Gar, bass, goldeye, redhorse, bowfin, stoneroller, buffalo, drum, sunfish
Sickleback, darter, walleye, dace, mooneye…in the waves of paradise

The St. Anthony Fall that walked up 10 miles from Fort Snelling
Clams and shells in Kasota stones—layered history of paradise

Put your fingers into the bluff, and pull a handful of sand
From the Ordovician sea, each perfect to make a paradise

From time to time, I take you into the amniotic womb
A reminder of our origin from a black, red, white, blue paradise

Do not dam me. To move freely is to evolve is to live
Lock feeds fear feeds hate feeds violence to the base of paradise

The Mississippi, temple on earth, home of all living things
Would you tread with love, through the heart of paradise?

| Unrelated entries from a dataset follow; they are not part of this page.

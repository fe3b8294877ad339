use axum::extract::State;
use axum::http::StatusCode;
use axum::response::{IntoResponse, Response};
use axum::Json;
use serde::Deserialize;
use serde_json::json;
use utoipa::ToSchema;

use models::status::RecordStatus;
use service::errors::{ServiceError, StoreSide};
use service::service_type;

use crate::envelope;
use crate::AppState;

#[derive(Debug, Deserialize, ToSchema)]
pub struct RegisterServiceTypeRequest {
    pub service_type: Option<String>,
}

#[derive(Debug, Deserialize, ToSchema)]
pub struct ChangeServiceStatusRequest {
    pub service_id: Option<i64>,
    #[schema(value_type = String)]
    pub service_status: Option<RecordStatus>,
}

#[derive(Debug, Deserialize, ToSchema)]
pub struct ServiceByIdRequest {
    pub service_id: Option<i64>,
}

#[utoipa::path(post, path = "/service/Register_Service_Type", tag = "service",
    request_body = RegisterServiceTypeRequest,
    responses((status = 200, description = "OK"), (status = 400, description = "Bad Request")))]
pub async fn register_service_type(
    State(state): State<AppState>,
    Json(body): Json<RegisterServiceTypeRequest>,
) -> Response {
    // Flat response shapes on this endpoint, as the clients expect.
    let Some(service_type_name) = body.service_type.filter(|s| !s.trim().is_empty()) else {
        return (
            StatusCode::BAD_REQUEST,
            Json(json!({ "message": "service_type is required." })),
        )
            .into_response();
    };

    match service_type::register_service_type(
        state.relational(),
        state.documents.as_ref(),
        &service_type_name,
    )
    .await
    {
        Ok(registered) => (
            StatusCode::OK,
            Json(json!({
                "message": "Service data stored successfully",
                "service": registered,
            })),
        )
            .into_response(),
        Err(err) => (
            StatusCode::INTERNAL_SERVER_ERROR,
            Json(json!({
                "message": "Error storing service data",
                "error": err.description(),
            })),
        )
            .into_response(),
    }
}

#[utoipa::path(patch, path = "/service/Change_Service_Status", tag = "service",
    request_body = ChangeServiceStatusRequest,
    responses((status = 200, description = "OK"), (status = 404, description = "Not Found")))]
pub async fn change_service_status(
    State(state): State<AppState>,
    Json(body): Json<ChangeServiceStatusRequest>,
) -> Response {
    let (Some(service_id), Some(service_status)) = (body.service_id, body.service_status) else {
        return envelope::error(
            StatusCode::BAD_REQUEST,
            "Failed to update the service status.",
            "Missing required fields: service_id or service_status.",
        );
    };

    match service_type::change_service_status(
        state.relational(),
        state.documents.as_ref(),
        service_id,
        service_status,
    )
    .await
    {
        Ok(updated) => envelope::success(
            StatusCode::OK,
            "Service status updated successfully in both MySQL and MongoDB.",
            json!(updated),
        ),
        Err(err @ ServiceError::NotFound { store: StoreSide::Document, .. }) => {
            envelope::failure("Failed to update the service status in MongoDB.", &err)
        }
        Err(err) => envelope::failure("Failed to update the service status.", &err),
    }
}

pub async fn service_details(State(state): State<AppState>) -> Response {
    let merged = service_type::list_services(state.relational(), state.documents.as_ref()).await;
    if merged.is_empty() {
        // Listings cannot tell an empty catalog from total failure.
        return envelope::error(
            StatusCode::INTERNAL_SERVER_ERROR,
            "Failed to retrieve service details.",
            "Internal server error occurred while fetching service details.",
        );
    }
    envelope::success(
        StatusCode::OK,
        "Service details retrieved successfully.",
        json!({ "relational": merged.relational, "document": merged.document }),
    )
}

pub async fn service_details_by_id(
    State(state): State<AppState>,
    Json(body): Json<ServiceByIdRequest>,
) -> Response {
    let Some(service_id) = body.service_id else {
        return envelope::error(
            StatusCode::BAD_REQUEST,
            "Failed to retrieve service details.",
            "Service ID is required.",
        );
    };

    let merged =
        service_type::find_service(state.relational(), state.documents.as_ref(), service_id).await;
    if merged.is_absent() {
        return envelope::error(
            StatusCode::NOT_FOUND,
            "Service not found.",
            &format!("No service found with service_id: {service_id}."),
        );
    }
    envelope::success(
        StatusCode::OK,
        "Service details retrieved successfully.",
        json!({
            "relational": merged.relational.flatten(),
            "document": merged.document.flatten(),
        }),
    )
}

pub async fn active_service_details(State(state): State<AppState>) -> Response {
    let merged =
        service_type::list_active_services(state.relational(), state.documents.as_ref()).await;
    if merged.is_empty() {
        return envelope::error(
            StatusCode::NOT_FOUND,
            "No active services found.",
            "There are no services with active status.",
        );
    }
    envelope::success(
        StatusCode::OK,
        "Active services retrieved successfully.",
        json!({ "relational": merged.relational, "document": merged.document }),
    )
}
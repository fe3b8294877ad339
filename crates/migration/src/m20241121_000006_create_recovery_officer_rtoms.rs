//! Create `recovery_officer_rtoms`, the RO↔RTOM assignment table.
use sea_orm_migration::{prelude::*, schema::*};

#[derive(DeriveMigrationName)]
pub struct Migration;

#[async_trait::async_trait]
impl MigrationTrait for Migration {
    async fn up(&self, manager: &SchemaManager) -> Result<(), DbErr> {
        manager
            .create_table(
                Table::create()
                    .table(RecoveryOfficerRtoms::Table)
                    .if_not_exists()
                    .col(big_integer(RecoveryOfficerRtoms::Id).auto_increment().primary_key())
                    .col(big_integer(RecoveryOfficerRtoms::RoId).not_null())
                    .col(big_integer(RecoveryOfficerRtoms::RtomId).not_null())
                    .to_owned(),
            )
            .await
    }

    async fn down(&self, manager: &SchemaManager) -> Result<(), DbErr> {
        manager
            .drop_table(Table::drop().table(RecoveryOfficerRtoms::Table).to_owned())
            .await
    }
}

#[derive(DeriveIden)]
enum RecoveryOfficerRtoms {
    Table,
    Id,
    RoId,
    RtomId,
}
mod admission;
mod liveness;

pub use admission::{AdmissionController, AdmissionPermit};
pub use liveness::{LivenessProber, ManifestProbe};
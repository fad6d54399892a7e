use async_trait::async_trait;
use chrono::{DateTime, Utc};
use common::Result;
use std::path::{Path, PathBuf};
use tokio::process::Command;
use tracing::info;

use super::{HlsPolicy, TranscodeJob, Transcoder, HLS_DIR, PLAYLIST_NAME};

/// 基于ffmpeg命令行的HLS转码器
#[derive(Debug, Clone)]
pub struct FfmpegTranscoder {
    program: String,
    output_dir: PathBuf,
    policy: HlsPolicy,
}

impl FfmpegTranscoder {
    pub fn new(program: impl Into<String>, output_dir: impl Into<PathBuf>, policy: HlsPolicy) -> Self {
        Self {
            program: program.into(),
            output_dir: output_dir.into(),
            policy,
        }
    }

    pub fn policy(&self) -> &HlsPolicy {
        &self.policy
    }

    /// 构建ffmpeg参数
    pub fn build_args(&self, input_path: &Path) -> Vec<String> {
        let policy = &self.policy;
        let hls_dir = self.hls_dir();
        let gop = policy.gop_size.to_string();

        vec![
            // 按原始速率读取录制中的文件
            "-re".into(),
            "-i".into(),
            input_path.to_string_lossy().into_owned(),
            // 单一码率档位
            "-c:v".into(),
            "libx264".into(),
            "-preset".into(),
            "veryfast".into(),
            "-tune".into(),
            "zerolatency".into(),
            "-c:a".into(),
            "aac".into(),
            "-b:v".into(),
            format!("{}k", policy.video_bitrate_kbps),
            "-b:a".into(),
            format!("{}k", policy.audio_bitrate_kbps),
            "-vf".into(),
            format!("scale=-2:'min({},ih)'", policy.max_height),
            "-g".into(),
            gop.clone(),
            "-keyint_min".into(),
            gop,
            "-sc_threshold".into(),
            "0".into(),
            // 滚动窗口，过期分片由ffmpeg自行删除
            "-hls_time".into(),
            policy.segment_duration.to_string(),
            "-hls_list_size".into(),
            policy.playlist_size.to_string(),
            "-hls_flags".into(),
            "delete_segments+append_list".into(),
            "-hls_segment_filename".into(),
            hls_dir.join("segment_%03d.ts").to_string_lossy().into_owned(),
            "-f".into(),
            "hls".into(),
            hls_dir.join(PLAYLIST_NAME).to_string_lossy().into_owned(),
        ]
    }
}

#[async_trait]
impl Transcoder for FfmpegTranscoder {
    async fn start_job(&self, input_path: &Path, started_at: DateTime<Utc>) -> Result<TranscodeJob> {
        let hls_dir = self.hls_dir();
        tokio::fs::create_dir_all(&hls_dir).await?;

        let args = self.build_args(input_path);
        info!(
            "Starting HLS conversion for session started at {}: {} {}",
            started_at.to_rfc3339(),
            self.program,
            args.join(" ")
        );

        let mut command = Command::new(&self.program);
        command.args(&args);

        TranscodeJob::spawn(command, input_path, &hls_dir, &self.policy)
    }

    fn hls_dir(&self) -> PathBuf {
        self.output_dir.join(HLS_DIR)
    }
}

We are water—H2O—two hands under an open heart
Pulsing, dissolving, bonding the earth to a green paradise

Stop seeking before or after life, for a paradise
Already in us, in each cell of being that is paradise

may 6/RUN

3.75 miles
mississippi river road path, north/south
53 degrees

Another beautiful spring day. Windier but not too warm. Greeted the welcoming oaks at the beginning of my run, the Daily Walker at the end. It felt difficult–my legs were sore, my nose was stuffed up. Don’t remember much about the run except for that it was hard to be inspired and enjoy it when it felt difficult. Many more leaves on the trees. Bright, light green. Turning around, heading back, I took off my sweatshirt. As I ran I tried to remember what I noticed when I ran through one particular stretch of the path. I couldn’t remember anything. That minute or two lost forever. Saw the silver roof of the maintenance building on the St. Paul side–at least, I think that’s what it is. I noticed it a few times this year, so bright and blinding. Chanted my usual a few times: raspberry strawberry blueberry creme brûlée.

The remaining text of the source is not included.